--- Stored data Enclosed Below ---

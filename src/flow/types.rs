//! Note-flow type definitions

use crate::pitch::Pitched;
use serde::Serialize;
use std::fmt;

/// Melodic direction carried from note to note and across measures.
#[derive(Debug, Clone, Copy, PartialEq, Eq, Hash, Default, Serialize)]
#[serde(rename_all = "lowercase")]
pub enum Direction {
    #[default]
    Ascending,
    Descending,
}

impl Direction {
    pub fn reversed(self) -> Self {
        match self {
            Direction::Ascending => Direction::Descending,
            Direction::Descending => Direction::Ascending,
        }
    }

    /// Direction of the motion `from` -> `to`, or `None` for a unison.
    ///
    /// This is the single direction-update rule of the engine: forward
    /// generation keeps its current direction on a unison, backward fill
    /// treats a unison as ascending.
    ///
    /// ```
    /// use arpeggio_flow::flow::Direction;
    ///
    /// assert_eq!(Direction::of_motion(&60, &64), Some(Direction::Ascending));
    /// assert_eq!(Direction::of_motion(&64, &60), Some(Direction::Descending));
    /// assert_eq!(Direction::of_motion(&60, &60), None);
    /// ```
    pub fn of_motion<A: Pitched + ?Sized, B: Pitched + ?Sized>(from: &A, to: &B) -> Option<Self> {
        match to.height().cmp(&from.height()) {
            std::cmp::Ordering::Greater => Some(Direction::Ascending),
            std::cmp::Ordering::Less => Some(Direction::Descending),
            std::cmp::Ordering::Equal => None,
        }
    }

    pub fn arrow(self) -> &'static str {
        match self {
            Direction::Ascending => "↑",
            Direction::Descending => "↓",
        }
    }
}

impl fmt::Display for Direction {
    fn fmt(&self, f: &mut fmt::Formatter<'_>) -> fmt::Result {
        match self {
            Direction::Ascending => write!(f, "ascending"),
            Direction::Descending => write!(f, "descending"),
        }
    }
}

/// Position of a pitch relative to the edges of an admissible set.
#[derive(Debug, Clone, Copy, PartialEq, Eq, Default)]
pub struct Boundary {
    pub at_low: bool,
    pub at_high: bool,
}

impl Boundary {
    pub fn any(&self) -> bool {
        self.at_low || self.at_high
    }
}

/// One measure produced by the engine
///
/// # Fields
/// - `pitches`: exactly `notes_per_measure` pitches, in playing order
/// - `ending_direction`: direction to carry into the next measure
#[derive(Debug, Clone, PartialEq)]
pub struct GeneratedMeasure<P> {
    pub pitches: Vec<P>,
    pub ending_direction: Direction,
}

impl<P> GeneratedMeasure<P> {
    pub fn first(&self) -> Option<&P> {
        self.pitches.first()
    }

    pub fn last(&self) -> Option<&P> {
        self.pitches.last()
    }
}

--- End of Enclosed Stored data ---

# Problem description:
Once you have checked each line above for the string "Descending", state how many lines contain it and add nothing more.

# Exercise output:
7